Saved entries.
-=-=-

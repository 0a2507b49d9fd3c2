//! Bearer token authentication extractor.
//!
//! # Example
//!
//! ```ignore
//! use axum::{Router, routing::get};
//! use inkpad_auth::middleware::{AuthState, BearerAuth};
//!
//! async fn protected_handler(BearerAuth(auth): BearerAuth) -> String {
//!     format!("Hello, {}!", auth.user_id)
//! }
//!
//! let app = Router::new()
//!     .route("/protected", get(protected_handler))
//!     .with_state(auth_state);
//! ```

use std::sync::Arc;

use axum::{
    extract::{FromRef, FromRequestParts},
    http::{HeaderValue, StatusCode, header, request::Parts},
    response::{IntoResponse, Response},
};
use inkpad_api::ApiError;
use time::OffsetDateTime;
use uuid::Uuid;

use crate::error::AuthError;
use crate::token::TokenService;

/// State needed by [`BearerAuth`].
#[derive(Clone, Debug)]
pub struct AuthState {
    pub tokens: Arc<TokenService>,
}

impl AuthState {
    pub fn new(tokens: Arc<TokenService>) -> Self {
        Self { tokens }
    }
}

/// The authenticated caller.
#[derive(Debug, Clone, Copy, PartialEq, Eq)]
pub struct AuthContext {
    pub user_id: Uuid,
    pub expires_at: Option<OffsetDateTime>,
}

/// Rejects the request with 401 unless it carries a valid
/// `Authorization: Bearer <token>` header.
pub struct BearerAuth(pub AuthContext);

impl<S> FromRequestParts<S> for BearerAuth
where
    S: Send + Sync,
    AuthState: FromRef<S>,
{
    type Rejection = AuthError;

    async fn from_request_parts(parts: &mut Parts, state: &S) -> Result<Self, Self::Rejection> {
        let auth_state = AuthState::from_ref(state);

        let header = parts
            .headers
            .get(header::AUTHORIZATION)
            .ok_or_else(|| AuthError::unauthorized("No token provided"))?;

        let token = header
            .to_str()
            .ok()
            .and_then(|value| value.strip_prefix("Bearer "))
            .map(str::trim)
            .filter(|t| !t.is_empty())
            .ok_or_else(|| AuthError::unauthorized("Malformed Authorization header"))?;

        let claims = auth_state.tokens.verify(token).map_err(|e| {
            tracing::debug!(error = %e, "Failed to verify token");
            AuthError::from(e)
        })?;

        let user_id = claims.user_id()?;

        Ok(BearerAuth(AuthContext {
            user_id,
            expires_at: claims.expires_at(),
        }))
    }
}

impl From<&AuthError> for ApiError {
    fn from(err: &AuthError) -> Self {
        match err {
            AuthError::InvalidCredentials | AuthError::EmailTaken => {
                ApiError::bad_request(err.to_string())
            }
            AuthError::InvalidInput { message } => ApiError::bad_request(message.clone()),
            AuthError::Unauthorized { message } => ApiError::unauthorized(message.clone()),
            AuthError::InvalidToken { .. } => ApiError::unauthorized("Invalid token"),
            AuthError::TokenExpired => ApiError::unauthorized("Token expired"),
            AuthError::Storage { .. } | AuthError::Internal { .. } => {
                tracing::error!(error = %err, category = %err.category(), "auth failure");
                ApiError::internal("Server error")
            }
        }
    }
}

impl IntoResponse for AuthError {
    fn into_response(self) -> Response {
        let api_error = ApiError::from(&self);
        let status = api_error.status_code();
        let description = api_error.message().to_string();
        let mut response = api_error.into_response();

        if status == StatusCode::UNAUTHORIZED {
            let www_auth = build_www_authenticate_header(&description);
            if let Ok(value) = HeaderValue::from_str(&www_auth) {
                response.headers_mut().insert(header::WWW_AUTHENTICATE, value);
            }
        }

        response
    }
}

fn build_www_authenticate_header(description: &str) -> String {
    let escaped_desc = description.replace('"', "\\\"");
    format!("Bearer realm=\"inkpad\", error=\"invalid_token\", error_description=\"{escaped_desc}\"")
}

-=-=-

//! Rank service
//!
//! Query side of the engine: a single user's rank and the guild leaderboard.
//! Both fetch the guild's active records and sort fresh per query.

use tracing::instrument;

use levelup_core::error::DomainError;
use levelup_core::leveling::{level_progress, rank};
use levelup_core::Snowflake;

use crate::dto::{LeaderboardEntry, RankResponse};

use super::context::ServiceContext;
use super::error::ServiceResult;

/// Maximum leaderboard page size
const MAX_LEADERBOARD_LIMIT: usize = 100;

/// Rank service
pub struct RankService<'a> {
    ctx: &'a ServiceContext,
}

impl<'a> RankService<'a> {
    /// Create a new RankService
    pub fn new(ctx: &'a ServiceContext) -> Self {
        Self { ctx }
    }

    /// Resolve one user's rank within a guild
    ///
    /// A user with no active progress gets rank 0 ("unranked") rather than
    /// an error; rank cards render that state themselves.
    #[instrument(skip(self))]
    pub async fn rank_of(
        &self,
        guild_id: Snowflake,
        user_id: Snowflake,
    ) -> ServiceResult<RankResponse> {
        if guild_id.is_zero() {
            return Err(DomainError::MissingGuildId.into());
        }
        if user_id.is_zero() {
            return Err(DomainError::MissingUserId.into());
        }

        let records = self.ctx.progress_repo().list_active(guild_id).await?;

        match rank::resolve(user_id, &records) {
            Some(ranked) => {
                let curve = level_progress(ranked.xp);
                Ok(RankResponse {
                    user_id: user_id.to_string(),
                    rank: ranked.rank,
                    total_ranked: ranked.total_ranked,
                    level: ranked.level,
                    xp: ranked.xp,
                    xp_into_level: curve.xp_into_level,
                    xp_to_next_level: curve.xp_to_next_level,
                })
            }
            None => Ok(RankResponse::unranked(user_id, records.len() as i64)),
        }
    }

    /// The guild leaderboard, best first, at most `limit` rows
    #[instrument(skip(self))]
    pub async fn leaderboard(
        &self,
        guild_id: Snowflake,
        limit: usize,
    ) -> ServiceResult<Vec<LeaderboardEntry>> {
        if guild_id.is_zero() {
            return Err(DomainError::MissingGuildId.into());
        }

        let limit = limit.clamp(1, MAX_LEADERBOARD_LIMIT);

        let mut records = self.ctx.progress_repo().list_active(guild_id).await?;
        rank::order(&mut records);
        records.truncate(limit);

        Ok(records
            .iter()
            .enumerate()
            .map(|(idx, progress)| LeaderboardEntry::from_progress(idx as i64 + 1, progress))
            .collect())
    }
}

-=-=-

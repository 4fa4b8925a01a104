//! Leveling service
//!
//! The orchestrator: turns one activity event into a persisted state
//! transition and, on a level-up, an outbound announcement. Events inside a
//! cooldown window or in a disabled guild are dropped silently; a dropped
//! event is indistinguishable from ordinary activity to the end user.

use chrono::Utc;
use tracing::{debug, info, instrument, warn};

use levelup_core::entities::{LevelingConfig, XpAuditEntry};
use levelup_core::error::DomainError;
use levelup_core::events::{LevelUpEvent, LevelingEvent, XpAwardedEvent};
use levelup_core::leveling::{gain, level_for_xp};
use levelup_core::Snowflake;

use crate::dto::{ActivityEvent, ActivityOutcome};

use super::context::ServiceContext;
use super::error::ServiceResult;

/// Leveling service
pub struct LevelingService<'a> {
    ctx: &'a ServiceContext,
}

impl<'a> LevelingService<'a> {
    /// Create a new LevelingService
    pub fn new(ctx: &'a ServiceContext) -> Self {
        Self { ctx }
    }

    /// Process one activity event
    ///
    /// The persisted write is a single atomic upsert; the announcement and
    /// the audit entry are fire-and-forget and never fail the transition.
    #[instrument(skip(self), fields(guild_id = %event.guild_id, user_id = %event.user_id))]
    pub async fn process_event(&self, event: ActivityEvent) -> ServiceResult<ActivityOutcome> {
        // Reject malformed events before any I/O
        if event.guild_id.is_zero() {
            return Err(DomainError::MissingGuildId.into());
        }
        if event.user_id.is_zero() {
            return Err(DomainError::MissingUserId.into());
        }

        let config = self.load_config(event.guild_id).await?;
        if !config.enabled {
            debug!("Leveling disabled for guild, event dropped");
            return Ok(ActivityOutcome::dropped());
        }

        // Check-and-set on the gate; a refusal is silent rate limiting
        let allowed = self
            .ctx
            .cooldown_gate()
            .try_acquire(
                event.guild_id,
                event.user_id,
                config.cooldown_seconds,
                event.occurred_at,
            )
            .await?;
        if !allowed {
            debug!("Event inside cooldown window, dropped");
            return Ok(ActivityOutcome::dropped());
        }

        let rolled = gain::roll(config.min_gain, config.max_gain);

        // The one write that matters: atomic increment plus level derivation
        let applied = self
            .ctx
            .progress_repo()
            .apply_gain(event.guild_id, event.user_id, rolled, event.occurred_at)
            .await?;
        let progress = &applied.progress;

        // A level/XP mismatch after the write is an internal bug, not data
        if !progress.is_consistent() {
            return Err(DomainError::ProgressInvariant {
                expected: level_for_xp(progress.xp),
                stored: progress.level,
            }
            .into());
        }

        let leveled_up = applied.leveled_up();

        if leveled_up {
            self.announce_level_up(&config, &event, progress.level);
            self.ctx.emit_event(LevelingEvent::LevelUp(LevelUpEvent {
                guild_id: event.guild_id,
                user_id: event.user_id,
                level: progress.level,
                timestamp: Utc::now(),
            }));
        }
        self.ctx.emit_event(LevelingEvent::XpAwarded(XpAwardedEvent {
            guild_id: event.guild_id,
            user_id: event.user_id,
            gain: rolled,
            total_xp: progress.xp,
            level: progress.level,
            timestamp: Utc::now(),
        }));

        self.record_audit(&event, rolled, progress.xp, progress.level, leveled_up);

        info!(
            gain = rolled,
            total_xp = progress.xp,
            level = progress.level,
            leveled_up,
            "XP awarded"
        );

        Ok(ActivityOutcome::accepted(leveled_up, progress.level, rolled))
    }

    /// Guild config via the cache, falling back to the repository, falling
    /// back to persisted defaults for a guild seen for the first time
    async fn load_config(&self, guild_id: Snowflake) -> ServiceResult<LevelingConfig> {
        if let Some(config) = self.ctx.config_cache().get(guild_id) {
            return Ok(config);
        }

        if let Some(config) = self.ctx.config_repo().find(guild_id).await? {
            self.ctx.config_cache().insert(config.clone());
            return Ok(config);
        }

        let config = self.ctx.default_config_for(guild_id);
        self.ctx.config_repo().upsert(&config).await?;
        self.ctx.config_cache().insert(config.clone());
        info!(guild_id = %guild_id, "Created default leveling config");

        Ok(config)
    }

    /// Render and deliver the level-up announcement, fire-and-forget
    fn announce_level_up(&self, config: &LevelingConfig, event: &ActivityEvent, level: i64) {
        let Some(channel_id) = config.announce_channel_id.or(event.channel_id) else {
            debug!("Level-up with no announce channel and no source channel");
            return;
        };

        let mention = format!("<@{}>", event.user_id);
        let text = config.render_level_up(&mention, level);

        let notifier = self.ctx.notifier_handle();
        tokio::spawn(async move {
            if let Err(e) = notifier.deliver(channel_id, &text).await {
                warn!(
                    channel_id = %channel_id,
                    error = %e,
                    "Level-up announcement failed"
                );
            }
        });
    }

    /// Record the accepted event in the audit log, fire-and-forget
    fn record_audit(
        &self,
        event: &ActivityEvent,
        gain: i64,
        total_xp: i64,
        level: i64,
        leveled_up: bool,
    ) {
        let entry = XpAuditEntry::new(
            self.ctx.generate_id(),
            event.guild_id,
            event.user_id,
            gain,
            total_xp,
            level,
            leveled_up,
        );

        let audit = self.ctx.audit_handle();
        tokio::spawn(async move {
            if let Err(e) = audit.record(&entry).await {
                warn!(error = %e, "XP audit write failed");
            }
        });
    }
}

-=-=-

Description of the task. Using the data above, return every line that contains the string "Rejection".

Result below.
    type Rejection = AuthError;
    async fn from_request_parts(parts: &mut Parts, state: &S) -> Result<Self, Self::Rejection> {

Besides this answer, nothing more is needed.